Struggles Against the Sexual Passions ( STS. BARSANUPHIUS AND JOHN )



The question of Abba Dorotheus to the Great Elder: 
 
-- Q: I am being strongly attacked by sexual passion; I am afraid that I may fall into despondency, and that from the infirmity of my body I will not be able to restrain myself; pray for me, for the Lord’s sake, and tell me, my Father, what I should do? 
 
A: Brother! The devil, out of envy, has raised up warfare against you. Guard your eyes and do not eat until you are full. Take a little wine for the sake of the body’s infirmity of which you speak. And acquire humility, which rends all the nets of the enemy. And I, who am nothing, will do what I can, entreating God that He might deliver you from every temptation and preserve you from every evil. Do not yield to the enemy, O brother, and do not give yourself over to despondency, for this is a great joy to the enemy. Pray without ceasing, saying: “Lord Jesus Christ, deliver me from shameful passions,” and God will have mercy on you, and you will receive strength by the prayers of the Saints. Amen. 
 
-- Q: The same brother, being attacked by the same sexual passion, asked the same Great Elder to pray for him and to tell him how to distinguish whether a man is being tempted by his own lusts or by the enemy. 
 
A: Brother! Without labor and contrition of heart no one can be delivered from passions and please God. When a man is tempted by his own lust, this may be known from the fact that he is careless about himself and allows his heart to reflect about what he has done before; and then a man himself draws passion unto himself through his own lust. His mind, being little by little blinded by passion, begins, unnoticeable for himself, to pay attention to someone for whom he feels attraction, or to speak with him, and he finds occasions on which to converse with him or to sit with him, and by all means he strives to fulfill his desire. If one allows thoughts to pay heed in this, warfare will increase until a fall, albeit not in body but in spirit, in agreement with thoughts; and it turns that such a man lights the fire himself in his own substance. But a sober and prudent man who desires to be saved, when he sees from what it is that he suffers harm, carefully preserves himself from evil remembrances, is not drawn into passionate thoughts, avoids meetings and conversations with those for whom he feels attraction and avoids every occasion for sin, fearing lest he himself ignite a fire within himself. This is the warfare which proceeds from one’s own lust, which a man brings on himself . . .

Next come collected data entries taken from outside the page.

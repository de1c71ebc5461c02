//! Input state layer
//!
//! Tracks keyboard, mouse, four gamepads and a touch panel as per-tick
//! snapshots and answers edge queries by diffing the current snapshot against
//! the previous one.
//!
//! # Architecture
//!
//! ```text
//! Platform (winit) → InputCollector ─┐
//!                                    ├→ Provider::poll → StateBuffer<S>
//! Scripted providers (tests) ────────┘        (current, previous)
//!                                                   ↓
//!                                             InputManager
//!                                      (one update per tick, fixed order)
//! ```
//!
//! # Usage
//!
//! ```ignore
//! let shared = SharedCollector::default();
//! let mut input = InputManager::new()
//!     .with_keyboard(shared.clone())
//!     .with_mouse(shared.clone())
//!     .with_touch(shared.clone());
//!
//! // In window_event()
//! shared.handle_window_event(&event);
//!
//! // Once per frame
//! input.update()?;
//! if input.keyboard().pressed(Key::Space) {
//!     // jump
//! }
//! ```

mod buffer;
mod collector;
mod device;
mod gamepad;
mod keyboard;
mod manager;
mod mouse;
mod touch;

// Re-export public API
pub use buffer::{Controls, StateBuffer};
pub use collector::{DEFAULT_SCROLL_UNITS_PER_LINE, InputCollector, MOUSE_TOUCH_ID, SharedCollector};
pub use device::{Device, DeviceKind, Provider, ScriptedProvider};
pub use gamepad::{
    Button, Buttons, DPad, DPadDirection, GamepadProvider, GamepadSnapshot, GamepadState,
    MAX_GAMEPADS, PlayerIndex, ScriptedGamepads, ThumbSticks, Triggers,
};
pub use keyboard::{Key, KeyboardSnapshot, KeyboardState, Modifier, Modifiers, Toggle};
pub use manager::InputManager;
pub use mouse::{MouseButton, MouseSnapshot, MouseState};
pub use touch::{
    DisplayOrientation, GestureSample, GestureType, ScriptedTouch, TouchPanelCapabilities,
    TouchPhase, TouchPoint, TouchProvider, TouchSnapshot, TouchState,
};
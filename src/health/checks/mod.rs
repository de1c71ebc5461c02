//! Built-in health checks

pub mod build_info;
pub mod config;
pub mod input;

pub use build_info::BuildInfoCheck;
pub use config::ConfigCheck;
pub use input::InputCheck;
//! Application configuration
//!
//! Supports multiple profiles (debug, release) with different settings.

use std::path::PathBuf;

use config::{Config, ConfigError, Environment, File};
use serde::{Deserialize, Serialize};

use crate::error::InputError;
use crate::input::DEFAULT_SCROLL_UNITS_PER_LINE;

/// Probe window configuration
#[derive(Debug, Clone, Serialize, Deserialize)]
#[serde(default)]
pub struct WindowConfig {
    /// Window title
    pub title: String,
    /// Window width
    pub width: f64,
    /// Window height
    pub height: f64,
    /// Whether the window should be resizable
    pub resizable: bool,
}

impl Default for WindowConfig {
    fn default() -> Self {
        Self {
            title: "Input Probe".to_string(),
            width: 800.0,
            height: 600.0,
            resizable: true,
        }
    }
}

/// Input collection settings
#[derive(Debug, Clone, Serialize, Deserialize)]
#[serde(default)]
pub struct InputSettings {
    /// Scroll value added per wheel line (one notch)
    pub scroll_units_per_line: f32,
    /// Turn on touch mouse emulation at startup
    pub emulate_touch_with_mouse: bool,
}

impl Default for InputSettings {
    fn default() -> Self {
        Self {
            scroll_units_per_line: DEFAULT_SCROLL_UNITS_PER_LINE,
            emulate_touch_with_mouse: false,
        }
    }
}

/// Logging settings
#[derive(Debug, Clone, Serialize, Deserialize)]
#[serde(default)]
pub struct LoggingConfig {
    /// Default `tracing` filter directive; `RUST_LOG` takes precedence
    pub filter: String,
}

impl Default for LoggingConfig {
    fn default() -> Self {
        Self {
            filter: "info".to_string(),
        }
    }
}

/// Application configuration
#[derive(Debug, Clone, Serialize, Deserialize)]
pub struct AppConfig {
    /// The active profile (debug, release, etc.)
    pub profile: String,
    #[serde(default)]
    pub window: WindowConfig,
    #[serde(default)]
    pub input: InputSettings,
    #[serde(default)]
    pub logging: LoggingConfig,
}

impl AppConfig {
    /// Loads configuration based on the specified profile
    ///
    /// Profiles are loaded from config files in the following order:
    /// 1. config/{profile}.toml (profile-specific configuration)
    /// 2. Environment variables with prefix APP_ (e.g., APP_INPUT__SCROLL_UNITS_PER_LINE=60)
    ///
    /// Config files are searched for in:
    /// 1. Next to the executable (target/debug/config or target/release/config)
    /// 2. In the current directory (./config)
    pub fn load(profile: &str) -> Result<Self, ConfigError> {
        let mut builder = Config::builder();

        builder = match Self::find_config_dir() {
            Some(dir) => builder.add_source(File::from(dir.join(profile).as_path()).required(false)),
            None => builder.add_source(File::with_name(&format!("config/{profile}")).required(false)),
        };

        // Use __ as separator for nested fields (e.g., APP_LOGGING__FILTER)
        builder = builder.add_source(
            Environment::with_prefix("APP")
                .separator("__")
                .try_parsing(true),
        );

        let config = builder.set_override("profile", profile)?.build()?;

        config.try_deserialize()
    }

    /// Finds the config directory next to the executable, then in the current directory
    fn find_config_dir() -> Option<PathBuf> {
        if let Ok(exe_path) = std::env::current_exe()
            && let Some(exe_dir) = exe_path.parent()
        {
            let config_dir = exe_dir.join("config");
            if config_dir.exists() {
                return Some(config_dir);
            }
        }

        let cwd_config = PathBuf::from("config");
        cwd_config.exists().then_some(cwd_config)
    }

    /// Loads configuration using the APP_PROFILE environment variable,
    /// defaulting to "release"
    pub fn load_from_env() -> Result<Self, ConfigError> {
        let profile = std::env::var("APP_PROFILE").unwrap_or_else(|_| "release".to_string());
        Self::load(&profile)
    }

    /// Rejects values that load fine but cannot work
    pub fn validate(&self) -> Result<(), InputError> {
        let scale = self.input.scroll_units_per_line;
        if !scale.is_finite() || scale <= 0.0 {
            return Err(InputError::InvalidConfig(format!(
                "input.scroll_units_per_line must be positive, got {scale}"
            )));
        }
        if self.logging.filter.trim().is_empty() {
            return Err(InputError::InvalidConfig(
                "logging.filter must not be empty".to_string(),
            ));
        }
        if self.window.width <= 0.0 || self.window.height <= 0.0 {
            return Err(InputError::InvalidConfig(format!(
                "window size must be positive, got {}x{}",
                self.window.width, self.window.height
            )));
        }
        Ok(())
    }
}

impl Default for AppConfig {
    fn default() -> Self {
        Self {
            profile: "release".to_string(),
            window: WindowConfig::default(),
            input: InputSettings::default(),
            logging: LoggingConfig::default(),
        }
    }
}
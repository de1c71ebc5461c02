//! Build information health check

use crate::build_info;
use crate::health::check::{CheckResult, SystemCheck};

/// Checks that build metadata was embedded
pub struct BuildInfoCheck;

impl BuildInfoCheck {
    pub fn new() -> Self {
        Self
    }
}

impl Default for BuildInfoCheck {
    fn default() -> Self {
        Self::new()
    }
}

impl SystemCheck for BuildInfoCheck {
    fn name(&self) -> &'static str {
        "Build Info"
    }

    fn description(&self) -> Option<&'static str> {
        Some("Validates build metadata (rustc, target, timestamp, git)")
    }

    fn check(&self) -> CheckResult {
        let details: Vec<String> = build_info::detailed_info()
            .lines()
            .map(|line| format!("  {line}"))
            .collect();

        if build_info::RUSTC_SEMVER.is_empty() || build_info::CARGO_TARGET_TRIPLE.is_empty() {
            return CheckResult::fail("Compiler metadata missing").with_detail_lines(&details);
        }

        // Builds from a source tarball have no git metadata
        let result = if build_info::GIT_SHA.is_none() {
            CheckResult::warn("Build metadata accessible, git info missing")
        } else {
            CheckResult::pass(format!("Build {}", build_info::version_string()))
        };
        result.with_detail_lines(&details)
    }
}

Tame your steed with the bridle of knowledge, lest, looking here and there, he become inflamed with lust towards women and men and throw you, the horseman, to the ground. Pray to God, that He may turn “your eyes, lest they see vanity” (Psalms 118:37). And when you will acquire a manful heart, warfare will depart from you. Cleanse yourself, as wine cleanses wounds, and do not allow stench and filthiness to accumulate in you. Acquire weeping, so that it might remove from you freedom (looseness) in your relations, which destroys the souls that adopt it. Do not throw away the implement without which fertile land cannot be worked. This implement, made by the Great God, is humility: it uproots all the tares from the field of the Master and gives grace to those who dwell in it. Humility does not fall, but raises from a fall those who possess it. Love weeping with all your heart, for it also is a participant in this good work. Labor in everything to cut off your own will, for this is accounted to a man for sacrifice. This is what is meant by: “For Thee we are mortified all the day, we are accounted as sheep for slaughter” (Psalms 43:22). Do not weaken yourselves by conversations, for they will not allow you to prosper in God. Firmly bridle the organs of your senses: sight, hearing, smelling, taste, and feeling, and you will prosper by the grace of Christ. Without tortures no one is a martyr, as the Lord also has said: “In your patience possess ye your souls” (Luke 21:19), and the Apostle says, “in much endurance, in sorrows” (II Corinthians 6:4). 
 
-- Q: Pray for me, my Father, I am very much disturbed by thoughts of sexual sin, despondency, and fear; and a thought says to me that I should converse with a brother to whom I feel attracted when I see him, lest by my silence I give him occasion for suspicion. I feel likewise that the demons are somehow pressing me, and I fall into fear. 
 
A: Brother! You are not yet instructed in warfare with the enemy, which is why there come to you thoughts of fear, despondency, and sexual sin. Stand against them with a firm heart, for combatants, unless they labor, are not crowned, and warriors, unless they show the King their skill in battles, do not become worthy of honors. Remember what David was like. Do you not also sing: “Test me, O Lord, and try me, kindle my inwards parts and my heart” (Psalms 25:2). And again: “If a regiment arm itself against me, I will hope in Him” (Psalms 26:3). Likewise, concerning fear: “For if I should go in the midst of the shadow of death, I will fear no evil, for Thou art with me” (Psalms 22:4). And concerning despondency: “If the spirit of the powerful one should come upon thee, do not leave thy place” (Ecclesiastes 10:4).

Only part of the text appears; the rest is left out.